TASK TO COMPLETE.
Would you return, word for word, the lines of the data below from the line with "filename src/ui/theme.rs" through the line with "pub const MUTED: Color32", and no others?

(Stored records)
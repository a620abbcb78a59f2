// Copyright (c) 2025, Jason Jenkins
// SPDX-License-Identifier: BSD-3-Clause

//! Thumbnail loading.
//!
//! This module loads project preview images from disk and converts them to
//! RGBA pixels suitable for an egui texture.

use anyhow::{Context, Result};
use std::path::{Path, PathBuf};

/// Decoded image ready for upload as a texture.
pub struct LoadedImage {
    pub width: u32,
    pub height: u32,
    pub pixels: Vec<u8>,
}

/// Load an image file as RGBA8.
pub fn load_image(path: &Path) -> Result<LoadedImage> {
    let img = image::open(path)
        .with_context(|| format!("Failed to open image {}", path.display()))?
        .to_rgba8();
    let (width, height) = img.dimensions();

    Ok(LoadedImage {
        width,
        height,
        pixels: img.into_raw(),
    })
}

/// Map a record's web-style image path (`/images/x.png`) into `assets_dir`.
pub fn resolve_image_path(assets_dir: &Path, image: &str) -> PathBuf {
    assets_dir.join(image.trim_start_matches('/'))
}
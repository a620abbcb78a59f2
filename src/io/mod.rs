// Copyright (c) 2025, Jason Jenkins
// SPDX-License-Identifier: BSD-3-Clause

//! I/O operations for thumbnails and catalog files.

pub mod media;
pub mod serialization;
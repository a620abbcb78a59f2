// Copyright (c) 2025, Jason Jenkins
// SPDX-License-Identifier: BSD-3-Clause

//! Section header above the showcase.

use crate::ui::theme;
use crate::ui::transition::{self, Transition, TransitionClock};

/// Display the "Featured Projects" heading, fading in on first show.
pub fn show(ui: &mut egui::Ui, clock: &mut TransitionClock) {
    let now = ui.input(|i| i.time);
    let state = clock.state(egui::Id::new("header"), &Transition::HEADER, 0, 1, now);

    transition::show(ui, state, |ui| {
        ui.label(
            egui::RichText::new("PORTFOLIO")
                .monospace()
                .small()
                .color(theme::MUTED),
        );
        ui.label(
            egui::RichText::new("Featured Projects")
                .size(28.0)
                .strong()
                .color(theme::LIGHT),
        );
        ui.add_space(6.0);

        let (rect, _) = ui.allocate_exact_size(egui::vec2(64.0, 2.0), egui::Sense::hover());
        ui.painter().rect_filled(rect, 0.0, rule_color());
    });
}

/// Colour of the short rule under the heading.
fn rule_color() -> egui::Color32 {
    theme::LIGHT.gamma_multiply(0.5)
}
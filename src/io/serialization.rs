// Copyright (c) 2025, Jason Jenkins
// SPDX-License-Identifier: BSD-3-Clause

//! Catalog serialization and deserialization.
//!
//! This module handles exporting and importing the project catalog in YAML
//! and JSON formats.

use crate::models::project::Project;
use anyhow::{bail, Context, Result};
use std::path::Path;

/// Export the catalog to YAML format.
pub fn export_yaml(projects: &[Project], path: &Path) -> Result<()> {
    let yaml = serde_yaml::to_string(projects)?;
    std::fs::write(path, yaml)
        .with_context(|| format!("Failed to write {}", path.display()))?;
    Ok(())
}

/// Export the catalog to JSON format.
pub fn export_json(projects: &[Project], path: &Path) -> Result<()> {
    let json = serde_json::to_string_pretty(projects)?;
    std::fs::write(path, json)
        .with_context(|| format!("Failed to write {}", path.display()))?;
    Ok(())
}

/// Import a catalog from YAML format.
pub fn import_yaml(path: &Path) -> Result<Vec<Project>> {
    let yaml = std::fs::read_to_string(path)
        .with_context(|| format!("Failed to read {}", path.display()))?;
    let projects = serde_yaml::from_str(&yaml)?;
    Ok(projects)
}

/// Import a catalog from JSON format.
pub fn import_json(path: &Path) -> Result<Vec<Project>> {
    let json = std::fs::read_to_string(path)
        .with_context(|| format!("Failed to read {}", path.display()))?;
    let projects = serde_json::from_str(&json)?;
    Ok(projects)
}

/// Export using the format implied by the file extension.
pub fn export(projects: &[Project], path: &Path) -> Result<()> {
    match path.extension().and_then(|s| s.to_str()) {
        Some("yaml") | Some("yml") => export_yaml(projects, path),
        Some("json") => export_json(projects, path),
        other => bail!("Unsupported file extension: {:?}", other),
    }
}

/// Import using the format implied by the file extension.
pub fn import(path: &Path) -> Result<Vec<Project>> {
    match path.extension().and_then(|s| s.to_str()) {
        Some("yaml") | Some("yml") => import_yaml(path),
        Some("json") => import_json(path),
        other => bail!("Unsupported file extension: {:?}", other),
    }
}
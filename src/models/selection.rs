// Copyright (c) 2025, Jason Jenkins
// SPDX-License-Identifier: BSD-3-Clause

//! Active project selection.
//!
//! Holds the index of the project shown in the detail viewer. The index is
//! owned by one app instance and only changes through [`Selection::select`].

/// Index of the active project within a list of known length.
#[derive(Debug, Clone, Copy, PartialEq, Eq)]
pub struct Selection {
    active: usize,
    len: usize,
}

impl Selection {
    /// Create a selection over `len` projects, starting at the first one.
    pub fn new(len: usize) -> Self {
        Self { active: 0, len }
    }

    /// Make `index` the active project.
    ///
    /// Out-of-range indices are ignored. Returns `true` if the active
    /// index changed.
    pub fn select(&mut self, index: usize) -> bool {
        if index >= self.len {
            log::warn!("Ignoring selection {} (only {} projects)", index, self.len);
            return false;
        }
        if index == self.active {
            return false;
        }
        log::debug!("Selected project {} (was {})", index, self.active);
        self.active = index;
        true
    }

    /// The active index, or `None` if there is nothing to select.
    pub fn active(&self) -> Option<usize> {
        (self.len > 0).then_some(self.active)
    }

    pub fn len(&self) -> usize {
        self.len
    }

    pub fn is_active(&self, index: usize) -> bool {
        self.active() == Some(index)
    }
}
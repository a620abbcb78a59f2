// Copyright (c) 2025, Jason Jenkins
// SPDX-License-Identifier: BSD-3-Clause

//! Application configuration.
//!
//! Settings are read from a YAML file named by the `SHOWCASE_CONFIG`
//! environment variable. Every field is optional; anything missing falls
//! back to [`ShowcaseConfig::default`].
//!
//! ```yaml
//! window_width: 1280
//! window_height: 720
//! breakpoint: 768
//! animations: true
//! assets_dir: ./public
//! catalog_path: ./projects.yaml
//! ```

use anyhow::{Context, Result};
use serde::Deserialize;
use std::path::{Path, PathBuf};

/// Environment variable naming the config file.
pub const CONFIG_ENV: &str = "SHOWCASE_CONFIG";

/// Width below which the compact selector is used.
pub const DEFAULT_BREAKPOINT: f32 = 768.0;

/// Resolved application settings.
#[derive(Debug, Clone, PartialEq)]
pub struct ShowcaseConfig {
    pub window_width: f32,
    pub window_height: f32,
    pub breakpoint: f32,
    pub animations: bool,
    /// Root that record image paths are resolved against.
    pub assets_dir: Option<PathBuf>,
    /// Catalog file replacing the built-in project list.
    pub catalog_path: Option<PathBuf>,
}

impl Default for ShowcaseConfig {
    fn default() -> Self {
        Self {
            window_width: 1280.0,
            window_height: 720.0,
            breakpoint: DEFAULT_BREAKPOINT,
            animations: true,
            assets_dir: None,
            catalog_path: None,
        }
    }
}

/// On-disk shape: all fields optional so partial files work.
#[derive(Deserialize, Default, Debug)]
#[serde(deny_unknown_fields)]
struct FileConfig {
    window_width: Option<f32>,
    window_height: Option<f32>,
    breakpoint: Option<f32>,
    animations: Option<bool>,
    assets_dir: Option<PathBuf>,
    catalog_path: Option<PathBuf>,
}

impl ShowcaseConfig {
    /// Load from `SHOWCASE_CONFIG`, or defaults if it is unset.
    pub fn from_env() -> Result<Self> {
        match std::env::var_os(CONFIG_ENV) {
            Some(path) => Self::load(Path::new(&path)),
            None => Ok(Self::default()),
        }
    }

    /// Load from a YAML file, layering its values over the defaults.
    pub fn load(path: &Path) -> Result<Self> {
        let text = std::fs::read_to_string(path)
            .with_context(|| format!("Failed to read config {}", path.display()))?;
        let config = Self::from_yaml(&text)
            .with_context(|| format!("Invalid config {}", path.display()))?;
        log::info!("Loaded config from {}", path.display());
        Ok(config)
    }

    fn from_yaml(text: &str) -> Result<Self> {
        // An empty document deserializes to unit, not a map.
        let file: FileConfig = if text.trim().is_empty() {
            FileConfig::default()
        } else {
            serde_yaml::from_str(text)?
        };
        let defaults = Self::default();

        Ok(Self {
            window_width: file.window_width.unwrap_or(defaults.window_width),
            window_height: file.window_height.unwrap_or(defaults.window_height),
            breakpoint: file.breakpoint.unwrap_or(defaults.breakpoint),
            animations: file.animations.unwrap_or(defaults.animations),
            assets_dir: file.assets_dir,
            catalog_path: file.catalog_path,
        })
    }
}
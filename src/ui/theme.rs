// Copyright (c) 2025, Jason Jenkins
// SPDX-License-Identifier: BSD-3-Clause

//! Colour palette and global visuals.

use egui::Color32;

pub const PRIMARY: Color32 = Color32::from_rgb(10, 10, 10);
pub const SECONDARY: Color32 = Color32::from_rgb(26, 26, 26);
pub const LIGHT: Color32 = Color32::from_rgb(240, 240, 240);
pub const MUTED: Color32 = Color32::from_rgb(150, 150, 150);

// Premultiplied translucent variants of the above.
pub const SECONDARY_STRONG: Color32 = Color32::from_rgba_premultiplied(13, 13, 13, 128);
pub const SECONDARY_FAINT: Color32 = Color32::from_rgba_premultiplied(3, 3, 3, 26);
pub const LIGHT_BORDER: Color32 = Color32::from_rgba_premultiplied(48, 48, 48, 51);
pub const MUTED_BORDER: Color32 = Color32::from_rgba_premultiplied(15, 15, 15, 26);
/// `SECONDARY` at 30% for hovered rows.
pub const HOVER: Color32 = Color32::from_rgba_premultiplied(8, 8, 8, 77);

/// Install the dark palette on `ctx`.
pub fn apply(ctx: &egui::Context) {
    let mut visuals = egui::Visuals::dark();
    visuals.panel_fill = PRIMARY;
    visuals.window_fill = SECONDARY;
    visuals.extreme_bg_color = PRIMARY;
    visuals.hyperlink_color = LIGHT;
    ctx.set_visuals(visuals);
}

RESPONSE TO THE TASK.
filename src/ui/theme.rs
// Copyright (c) 2025, Jason Jenkins
// SPDX-License-Identifier: BSD-3-Clause

//! Colour palette and global visuals.

use egui::Color32;

pub const PRIMARY: Color32 = Color32::from_rgb(10, 10, 10);
pub const SECONDARY: Color32 = Color32::from_rgb(26, 26, 26);
pub const LIGHT: Color32 = Color32::from_rgb(240, 240, 240);
pub const MUTED: Color32 = Color32::from_rgb(150, 150, 150);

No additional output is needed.